What to do :: Beginning with the first entry, set down each one exactly as shown.

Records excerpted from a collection

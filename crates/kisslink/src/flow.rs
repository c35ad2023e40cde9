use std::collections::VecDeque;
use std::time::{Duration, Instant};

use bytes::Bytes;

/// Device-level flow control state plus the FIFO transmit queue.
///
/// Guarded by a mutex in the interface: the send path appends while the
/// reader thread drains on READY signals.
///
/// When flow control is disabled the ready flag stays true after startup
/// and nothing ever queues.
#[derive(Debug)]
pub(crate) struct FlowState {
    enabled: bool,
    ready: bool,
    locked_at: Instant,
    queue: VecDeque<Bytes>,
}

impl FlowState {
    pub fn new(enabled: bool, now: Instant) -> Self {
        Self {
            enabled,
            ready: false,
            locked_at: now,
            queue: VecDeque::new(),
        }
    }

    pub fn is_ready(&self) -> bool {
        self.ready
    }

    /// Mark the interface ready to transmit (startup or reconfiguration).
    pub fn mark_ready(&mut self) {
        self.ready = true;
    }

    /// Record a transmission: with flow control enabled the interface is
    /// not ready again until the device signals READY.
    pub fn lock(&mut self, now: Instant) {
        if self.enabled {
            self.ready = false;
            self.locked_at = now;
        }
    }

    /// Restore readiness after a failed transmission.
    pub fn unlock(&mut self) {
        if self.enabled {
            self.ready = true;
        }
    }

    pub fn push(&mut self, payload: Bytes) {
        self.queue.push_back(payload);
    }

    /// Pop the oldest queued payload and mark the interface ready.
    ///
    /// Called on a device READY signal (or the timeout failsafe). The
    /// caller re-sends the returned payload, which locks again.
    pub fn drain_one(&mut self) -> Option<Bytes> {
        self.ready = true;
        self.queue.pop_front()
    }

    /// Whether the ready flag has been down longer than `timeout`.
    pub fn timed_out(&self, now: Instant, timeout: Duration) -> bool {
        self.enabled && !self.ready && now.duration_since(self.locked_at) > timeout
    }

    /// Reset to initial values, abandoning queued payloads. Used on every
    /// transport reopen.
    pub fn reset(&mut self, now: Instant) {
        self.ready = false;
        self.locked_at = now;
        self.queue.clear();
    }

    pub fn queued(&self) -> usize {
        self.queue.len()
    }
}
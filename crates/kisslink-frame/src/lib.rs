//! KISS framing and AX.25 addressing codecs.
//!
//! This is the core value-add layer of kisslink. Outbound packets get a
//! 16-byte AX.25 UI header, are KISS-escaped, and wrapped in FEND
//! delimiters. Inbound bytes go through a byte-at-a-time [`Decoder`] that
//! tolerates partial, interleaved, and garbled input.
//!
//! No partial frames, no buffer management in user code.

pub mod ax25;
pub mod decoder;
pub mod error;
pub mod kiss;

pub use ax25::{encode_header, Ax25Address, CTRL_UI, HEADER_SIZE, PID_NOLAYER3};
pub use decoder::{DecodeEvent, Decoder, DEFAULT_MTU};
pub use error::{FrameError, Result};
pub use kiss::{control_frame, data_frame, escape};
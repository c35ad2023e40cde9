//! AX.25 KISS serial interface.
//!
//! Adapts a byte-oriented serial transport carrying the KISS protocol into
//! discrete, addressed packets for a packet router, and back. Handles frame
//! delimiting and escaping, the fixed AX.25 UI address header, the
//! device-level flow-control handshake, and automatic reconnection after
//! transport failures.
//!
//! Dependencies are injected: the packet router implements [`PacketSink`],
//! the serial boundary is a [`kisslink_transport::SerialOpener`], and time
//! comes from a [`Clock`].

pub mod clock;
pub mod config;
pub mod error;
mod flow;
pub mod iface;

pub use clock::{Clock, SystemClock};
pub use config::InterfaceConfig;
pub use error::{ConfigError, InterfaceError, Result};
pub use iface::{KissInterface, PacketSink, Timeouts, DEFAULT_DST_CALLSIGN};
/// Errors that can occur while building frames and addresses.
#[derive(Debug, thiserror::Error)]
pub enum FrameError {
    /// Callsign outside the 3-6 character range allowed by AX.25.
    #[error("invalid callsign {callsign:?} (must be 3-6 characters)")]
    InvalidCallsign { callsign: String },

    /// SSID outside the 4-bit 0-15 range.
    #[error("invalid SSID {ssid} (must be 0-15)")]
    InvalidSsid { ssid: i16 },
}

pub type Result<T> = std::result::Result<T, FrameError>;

Task solution ::
filename crates/kisslink/src/flow.rs
repository c35ad2023e40cde9
use std::collections::VecDeque;
use std::time::{Duration, Instant};

use bytes::Bytes;

/// Device-level flow control state plus the FIFO transmit queue.
///
/// Guarded by a mutex in the interface: the send path appends while the
/// reader thread drains on READY signals.
///
/// When flow control is disabled the ready flag stays true after startup
/// and nothing ever queues.
#[derive(Debug)]
pub(crate) struct FlowState {
    enabled: bool,
    ready: bool,
    locked_at: Instant,
    queue: VecDeque<Bytes>,
}

impl FlowState {
    pub fn new(enabled: bool, now: Instant) -> Self {
        Self {
            enabled,
            ready: false,
            locked_at: now,
            queue: VecDeque::new(),
        }
    }

    pub fn is_ready(&self) -> bool {
        self.ready
    }

    /// Mark the interface ready to transmit (startup or reconfiguration).
    pub fn mark_ready(&mut self) {
        self.ready = true;
    }

    /// Record a transmission: with flow control enabled the interface is
    /// not ready again until the device signals READY.
    pub fn lock(&mut self, now: Instant) {
        if self.enabled {
            self.ready = false;
            self.locked_at = now;
        }
    }

    /// Restore readiness after a failed transmission.
    pub fn unlock(&mut self) {
        if self.enabled {
            self.ready = true;
        }
    }

    pub fn push(&mut self, payload: Bytes) {
        self.queue.push_back(payload);
    }

    /// Pop the oldest queued payload and mark the interface ready.
    ///
    /// Called on a device READY signal (or the timeout failsafe). The
    /// caller re-sends the returned payload, which locks again.
    pub fn drain_one(&mut self) -> Option<Bytes> {
        self.ready = true;
        self.queue.pop_front()
    }

    /// Whether the ready flag has been down longer than `timeout`.
    pub fn timed_out(&self, now: Instant, timeout: Duration) -> bool {
        self.enabled && !self.ready && now.duration_since(self.locked_at) > timeout
    }

    /// Reset to initial values, abandoning queued payloads. Used on every
    /// transport reopen.
    pub fn reset(&mut self, now: Instant) {
        self.ready = false;
        self.locked_at = now;
        self.queue.clear();
    }

    pub fn queued(&self) -> usize {
        self.queue.len()
    }
}
filename crates/kisslink-frame/src/lib.rs
//! KISS framing and AX.25 addressing codecs.
//!
//! This is the core value-add layer of kisslink. Outbound packets get a
//! 16-byte AX.25 UI header, are KISS-escaped, and wrapped in FEND
//! delimiters. Inbound bytes go through a byte-at-a-time [`Decoder`] that
//! tolerates partial, interleaved, and garbled input.
//!
//! No partial frames, no buffer management in user code.

pub mod ax25;
pub mod decoder;
pub mod error;
pub mod kiss;

pub use ax25::{encode_header, Ax25Address, CTRL_UI, HEADER_SIZE, PID_NOLAYER3};
pub use decoder::{DecodeEvent, Decoder, DEFAULT_MTU};
pub use error::{FrameError, Result};
pub use kiss::{control_frame, data_frame, escape};
repository c35ad2023e40cde9
//! AX.25 KISS serial interface.
//!
//! Adapts a byte-oriented serial transport carrying the KISS protocol into
//! discrete, addressed packets for a packet router, and back. Handles frame
//! delimiting and escaping, the fixed AX.25 UI address header, the
//! device-level flow-control handshake, and automatic reconnection after
//! transport failures.
//!
//! Dependencies are injected: the packet router implements [`PacketSink`],
//! the serial boundary is a [`kisslink_transport::SerialOpener`], and time
//! comes from a [`Clock`].

pub mod clock;
pub mod config;
pub mod error;
mod flow;
pub mod iface;

pub use clock::{Clock, SystemClock};
pub use config::InterfaceConfig;
pub use error::{ConfigError, InterfaceError, Result};
pub use iface::{KissInterface, PacketSink, Timeouts, DEFAULT_DST_CALLSIGN};
/// Errors that can occur while building frames and addresses.
#[derive(Debug, thiserror::Error)]
pub enum FrameError {
    /// Callsign outside the 3-6 character range allowed by AX.25.
    #[error("invalid callsign {callsign:?} (must be 3-6 characters)")]
    InvalidCallsign { callsign: String },

    /// SSID outside the 4-bit 0-15 range.
    #[error("invalid SSID {ssid} (must be 0-15)")]
    InvalidSsid { ssid: i16 },
}

pub type Result<T> = std::result::Result<T, FrameError>;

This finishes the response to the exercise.